What is being asked –
A single number is the answer: the count of lines below that contain "live".

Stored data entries
----------------------------------------

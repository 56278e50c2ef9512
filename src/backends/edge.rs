//! Edge neural-voice backend
//!
//! Talks to the consumer readaloud websocket endpoint. A synthesis
//! exchange sends a `speech.config` message followed by one SSML
//! message, then collects the streamed reply: binary frames whose
//! header carries `Path:audio` hold audio payload; text frames carry
//! timing metadata and the terminating `turn.end` marker.

use crate::backends::{BackendKind, TtsBackend};
use crate::config::TtsConfig;
use crate::voice::{self, Gender, Voice};
use crate::{Result, TtsError};
use async_trait::async_trait;
use futures_util::{SinkExt, StreamExt};
use log::{debug, warn};
use serde::Deserialize;
use sha2::{Digest, Sha256};
use std::path::Path;
use std::sync::Mutex;
use std::time::{SystemTime, UNIX_EPOCH};
use tokio_tungstenite::connect_async;
use tokio_tungstenite::tungstenite::client::IntoClientRequest;
use tokio_tungstenite::tungstenite::http::HeaderValue;
use tokio_tungstenite::tungstenite::Message;

const TRUSTED_CLIENT_TOKEN: &str = "6A5AA1D4EAFF4E9FB37E23D68491D6F4";
const WSS_URL: &str =
    "wss://speech.platform.bing.com/consumer/speech/synthesize/readaloud/edge/v1";
const VOICES_URL: &str =
    "https://speech.platform.bing.com/consumer/speech/synthesize/readaloud/voices/list";
const CHROMIUM_VERSION: &str = "130.0.2849.68";
const USER_AGENT: &str = "Mozilla/5.0 (Windows NT 10.0; Win64; x64) AppleWebKit/537.36 \
     (KHTML, like Gecko) Chrome/130.0.0.0 Safari/537.36 Edg/130.0.0.0";
const OUTPUT_FORMAT: &str = "audio-24khz-48kbitrate-mono-mp3";

/// Seconds between the Windows epoch (1601) and the Unix epoch (1970)
const WINDOWS_EPOCH_OFFSET: u64 = 11_644_473_600;

/// Shared catalog consulted before querying the live voice listing
const SHARED_CONFIG_PATH: &str = "shared/tts_config.json";

/// One entry of the live voice listing
#[derive(Debug, Deserialize)]
struct EdgeVoiceEntry {
    #[serde(rename = "ShortName")]
    short_name: String,
    #[serde(rename = "FriendlyName", default)]
    friendly_name: String,
    #[serde(rename = "Locale", default)]
    locale: String,
    #[serde(rename = "Gender", default)]
    gender: String,
}

/// Client for the Edge neural-voice service
pub struct EdgeClient {
    config: TtsConfig,
    http: reqwest::Client,
    // Guard is never held across an await point
    voices: Mutex<Option<Vec<Voice>>>,
}

impl EdgeClient {
    pub fn new(config: TtsConfig) -> Result<Self> {
        let http = reqwest::Client::builder()
            .user_agent(USER_AGENT)
            .build()
            .map_err(|e| TtsError::Config(format!("Failed to build HTTP client: {}", e)))?;

        Ok(Self {
            config,
            http,
            voices: Mutex::new(None),
        })
    }

    /// Drop the cached voice list so the next `list_voices` call reloads
    /// it.
    pub fn clear_voice_cache(&self) {
        *self.voices.lock().expect("voice cache lock poisoned") = None;
    }

    /// Rolling access token: SHA-256 over the current 5-minute window of
    /// the Windows file clock concatenated with the trusted client
    /// token, uppercase hex.
    fn sec_ms_gec() -> String {
        let unix = SystemTime::now()
            .duration_since(UNIX_EPOCH)
            .unwrap_or_default()
            .as_secs();
        let mut windows_secs = unix + WINDOWS_EPOCH_OFFSET;
        windows_secs -= windows_secs % 300;
        let ticks = windows_secs as u128 * 10_000_000;

        let digest = Sha256::digest(format!("{}{}", ticks, TRUSTED_CLIENT_TOKEN).as_bytes());
        digest.iter().map(|b| format!("{:02X}", b)).collect()
    }

    /// Timestamp header in the JavaScript date format the service
    /// expects
    fn timestamp() -> String {
        chrono::Utc::now()
            .format("%a %b %d %Y %H:%M:%S GMT+0000 (Coordinated Universal Time)")
            .to_string()
    }

    fn escape_xml(text: &str) -> String {
        text.replace('&', "&amp;")
            .replace('<', "&lt;")
            .replace('>', "&gt;")
    }

    /// Build the SSML document for a synthesis request.
    ///
    /// Text that already is an SSML document is sent verbatim, which is
    /// how callers reach Edge-specific prosody controls (e.g. rate
    /// markup). Plain text is escaped and wrapped.
    fn build_ssml(text: &str, voice: &str) -> String {
        if text.trim_start().starts_with("<speak") {
            return text.to_string();
        }

        // xml:lang is derived from the voice name, e.g. en-US-JennyNeural
        let parts: Vec<&str> = voice.splitn(3, '-').collect();
        let lang = if parts.len() >= 2 {
            format!("{}-{}", parts[0], parts[1])
        } else {
            "en-US".to_string()
        };

        format!(
            "<speak version='1.0' xmlns='http://www.w3.org/2001/10/synthesis' xml:lang='{}'>\
             <voice name='{}'>\
             <prosody pitch='+0Hz' rate='+0%' volume='+0%'>{}</prosody>\
             </voice></speak>",
            lang,
            voice,
            Self::escape_xml(text)
        )
    }

    /// Extract the audio payload from a binary websocket frame.
    ///
    /// Frame layout: a big-endian u16 header length, the UTF-8 header
    /// block, then the payload. Only frames whose header carries
    /// `Path:audio` contribute audio; everything else is ignored.
    fn audio_payload(frame: &[u8]) -> Option<&[u8]> {
        if frame.len() < 2 {
            return None;
        }
        let header_len = u16::from_be_bytes([frame[0], frame[1]]) as usize;
        if frame.len() < 2 + header_len {
            return None;
        }
        let header = std::str::from_utf8(&frame[2..2 + header_len]).ok()?;
        if header.contains("Path:audio") {
            Some(&frame[2 + header_len..])
        } else {
            None
        }
    }

    async fn fetch_voices_from_api(&self) -> Result<Vec<Voice>> {
        let url = format!(
            "{}?trustedclienttoken={}&Sec-MS-GEC={}&Sec-MS-GEC-Version=1-{}",
            VOICES_URL,
            TRUSTED_CLIENT_TOKEN,
            Self::sec_ms_gec(),
            CHROMIUM_VERSION
        );

        let response = self
            .http
            .get(&url)
            .send()
            .await
            .map_err(|e| TtsError::Synthesis(format!("Failed to fetch voice list: {}", e)))?;

        if !response.status().is_success() {
            return Err(TtsError::Synthesis(format!(
                "Voice list request failed with status {}",
                response.status()
            )));
        }

        let entries: Vec<EdgeVoiceEntry> = response
            .json()
            .await
            .map_err(|e| TtsError::Parse(format!("Invalid voice list response: {}", e)))?;

        Ok(entries
            .into_iter()
            .map(|e| {
                let display_name = if e.friendly_name.is_empty() {
                    e.short_name.clone()
                } else {
                    e.friendly_name
                };
                Voice::new(e.short_name, display_name, e.locale, Gender::parse(&e.gender))
            })
            .collect())
    }
}

#[async_trait]
impl TtsBackend for EdgeClient {
    fn kind(&self) -> BackendKind {
        BackendKind::Edge
    }

    async fn synthesize_text(&self, text: &str, voice: &str) -> Result<Vec<u8>> {
        let connection_id = uuid::Uuid::new_v4().simple().to_string();
        let url = format!(
            "{}?TrustedClientToken={}&Sec-MS-GEC={}&Sec-MS-GEC-Version=1-{}&ConnectionId={}",
            WSS_URL,
            TRUSTED_CLIENT_TOKEN,
            Self::sec_ms_gec(),
            CHROMIUM_VERSION,
            connection_id
        );

        let mut request = url
            .into_client_request()
            .map_err(|e| TtsError::Synthesis(format!("Invalid websocket request: {}", e)))?;
        let headers = request.headers_mut();
        headers.insert("Pragma", HeaderValue::from_static("no-cache"));
        headers.insert("Cache-Control", HeaderValue::from_static("no-cache"));
        headers.insert(
            "Origin",
            HeaderValue::from_static(
                "chrome-extension://jdiccldimpdaibmpdkjnbmckianbfold",
            ),
        );
        headers.insert("User-Agent", HeaderValue::from_static(USER_AGENT));

        let (mut ws, _) = connect_async(request)
            .await
            .map_err(|e| TtsError::Synthesis(format!("Edge TTS connection failed: {}", e)))?;

        let speech_config = format!(
            "X-Timestamp:{}\r\n\
             Content-Type:application/json; charset=utf-8\r\n\
             Path:speech.config\r\n\r\n\
             {{\"context\":{{\"synthesis\":{{\"audio\":{{\"metadataoptions\":{{\
             \"sentenceBoundaryEnabled\":\"false\",\"wordBoundaryEnabled\":\"true\"}},\
             \"outputFormat\":\"{}\"}}}}}}}}",
            Self::timestamp(),
            OUTPUT_FORMAT
        );
        ws.send(Message::Text(speech_config))
            .await
            .map_err(|e| TtsError::Synthesis(format!("Failed to send speech config: {}", e)))?;

        let ssml_message = format!(
            "X-RequestId:{}\r\n\
             Content-Type:application/ssml+xml\r\n\
             X-Timestamp:{}Z\r\n\
             Path:ssml\r\n\r\n{}",
            uuid::Uuid::new_v4().simple(),
            Self::timestamp(),
            Self::build_ssml(text, voice)
        );
        ws.send(Message::Text(ssml_message))
            .await
            .map_err(|e| TtsError::Synthesis(format!("Failed to send SSML: {}", e)))?;

        let mut audio = Vec::new();
        while let Some(message) = ws.next().await {
            let message = message
                .map_err(|e| TtsError::Synthesis(format!("Edge TTS stream error: {}", e)))?;
            match message {
                Message::Text(metadata) => {
                    if metadata.contains("Path:turn.end") {
                        debug!("Received turn.end, closing stream");
                        break;
                    }
                    // turn.start / audio.metadata frames are ignored
                }
                Message::Binary(frame) => {
                    if let Some(payload) = Self::audio_payload(&frame) {
                        audio.extend_from_slice(payload);
                    }
                }
                Message::Close(_) => break,
                _ => {}
            }
        }
        let _ = ws.close(None).await;

        if audio.is_empty() {
            return Err(TtsError::Synthesis("No audio data generated".to_string()));
        }
        Ok(audio)
    }

    async fn list_voices(&self) -> Result<Vec<Voice>> {
        if let Some(cached) = self.voices.lock().expect("voice cache lock poisoned").clone() {
            debug!("Using cached voice list ({} voices)", cached.len());
            return Ok(cached);
        }

        // Prefer the shared JSON catalog, fall back to the live listing
        let shared = Path::new(SHARED_CONFIG_PATH);
        let voices = match voice::parse_voices_from_json_file(shared) {
            Ok(voices) => voices,
            Err(TtsError::NotFound(_)) => self.fetch_voices_from_api().await?,
            Err(e) => {
                warn!("Failed to load voices from config file: {}", e);
                self.fetch_voices_from_api().await?
            }
        };

        if self.config.cache_voices {
            *self.voices.lock().expect("voice cache lock poisoned") = Some(voices.clone());
        }
        Ok(voices)
    }
}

----------------------------------------

Answer to the exercise –
3